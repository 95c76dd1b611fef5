//! Deployment lock tests

use hookd::deploy::lock::{DeployLock, LockStatus};
use tempfile::TempDir;

// A pid far above any real pid_max, so the liveness probe sees it as dead
const DEAD_PID: i32 = 999_999_999;

fn lock_in(dir: &TempDir) -> DeployLock {
    DeployLock::new(dir.path().join("deploy.lock"))
}

#[tokio::test]
async fn test_status_idle_when_absent() {
    let dir = TempDir::new().unwrap();
    let lock = lock_in(&dir);
    assert_eq!(lock.status().await, LockStatus::Idle);
}

#[tokio::test]
async fn test_acquire_then_status_busy() {
    let dir = TempDir::new().unwrap();
    let lock = lock_in(&dir);

    assert!(lock.acquire("svc", std::process::id()).await.unwrap());

    match lock.status().await {
        LockStatus::Busy { project, pid, started } => {
            assert_eq!(project, "svc");
            assert_eq!(pid, std::process::id() as i32);
            assert!(!started.is_empty());
        }
        other => panic!("expected busy, got {:?}", other),
    }
}

#[tokio::test]
async fn test_second_acquire_fails_until_release() {
    let dir = TempDir::new().unwrap();
    let lock = lock_in(&dir);

    assert!(lock.acquire("svc", std::process::id()).await.unwrap());
    assert!(!lock.acquire("other", std::process::id()).await.unwrap());

    lock.release().await.unwrap();
    assert_eq!(lock.status().await, LockStatus::Idle);
    assert!(lock.acquire("other", std::process::id()).await.unwrap());
}

#[tokio::test]
async fn test_concurrent_acquire_exactly_one_wins() {
    let dir = TempDir::new().unwrap();
    let path = dir.path().join("deploy.lock");

    // Two independent lock handles exercise the filesystem primitive,
    // not the in-process flag
    let lock_a = DeployLock::new(&path);
    let lock_b = DeployLock::new(&path);

    let (a, b) = tokio::join!(
        lock_a.acquire("one", std::process::id()),
        lock_b.acquire("two", std::process::id()),
    );

    let (a, b) = (a.unwrap(), b.unwrap());
    assert!(a ^ b, "exactly one acquire must win, got {} and {}", a, b);
}

#[tokio::test]
async fn test_dead_pid_reports_stale_without_deleting() {
    let dir = TempDir::new().unwrap();
    let lock = lock_in(&dir);

    assert!(lock.acquire("svc", std::process::id()).await.unwrap());
    lock.update_pid(DEAD_PID as u32).await.unwrap();

    match lock.status().await {
        LockStatus::Stale { project, pid } => {
            assert_eq!(project, "svc");
            assert_eq!(pid, Some(DEAD_PID));
        }
        other => panic!("expected stale, got {:?}", other),
    }

    // The read path never mutates the record
    assert!(dir.path().join("deploy.lock").is_dir());
    match lock.status().await {
        LockStatus::Stale { .. } => {}
        other => panic!("expected stale to persist, got {:?}", other),
    }
}

#[tokio::test]
async fn test_unparseable_pid_reports_stale() {
    let dir = TempDir::new().unwrap();
    let path = dir.path().join("deploy.lock");
    std::fs::create_dir(&path).unwrap();
    std::fs::write(path.join("pid"), "not-a-pid").unwrap();
    std::fs::write(path.join("project"), "svc").unwrap();
    std::fs::write(path.join("started"), "2026-01-01T00:00:00Z").unwrap();

    let lock = lock_in(&dir);
    match lock.status().await {
        LockStatus::Stale { project, pid } => {
            assert_eq!(project, "svc");
            assert_eq!(pid, None);
        }
        other => panic!("expected stale, got {:?}", other),
    }
}

#[tokio::test]
async fn test_partial_record_reads_as_idle() {
    let dir = TempDir::new().unwrap();
    let path = dir.path().join("deploy.lock");
    std::fs::create_dir(&path).unwrap();

    let lock = lock_in(&dir);
    assert_eq!(lock.status().await, LockStatus::Idle);
    // Still not deleted
    assert!(path.is_dir());
}

#[tokio::test]
async fn test_release_is_idempotent() {
    let dir = TempDir::new().unwrap();
    let lock = lock_in(&dir);

    assert!(lock.acquire("svc", std::process::id()).await.unwrap());
    lock.release().await.unwrap();
    lock.release().await.unwrap();
    assert_eq!(lock.status().await, LockStatus::Idle);
}

#[tokio::test]
async fn test_preexisting_record_blocks_acquire() {
    // A record left by another process (or a crash) wins over a fresh
    // handle; stale records require manual clearing
    let dir = TempDir::new().unwrap();
    let path = dir.path().join("deploy.lock");
    std::fs::create_dir(&path).unwrap();
    std::fs::write(path.join("pid"), DEAD_PID.to_string()).unwrap();
    std::fs::write(path.join("project"), "crashed-svc").unwrap();
    std::fs::write(path.join("started"), "2026-01-01T00:00:00Z").unwrap();

    let lock = lock_in(&dir);
    assert!(!lock.acquire("svc", std::process::id()).await.unwrap());
}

• _Activity_
Each line in the records above with "async" must be returned.

• _Answer to this task_
async fn test_status_idle_when_absent() {
async fn test_acquire_then_status_busy() {
async fn test_second_acquire_fails_until_release() {
async fn test_concurrent_acquire_exactly_one_wins() {
async fn test_dead_pid_reports_stale_without_deleting() {
async fn test_unparseable_pid_reports_stale() {
async fn test_partial_record_reads_as_idle() {
async fn test_release_is_idempotent() {
async fn test_preexisting_record_blocks_acquire() {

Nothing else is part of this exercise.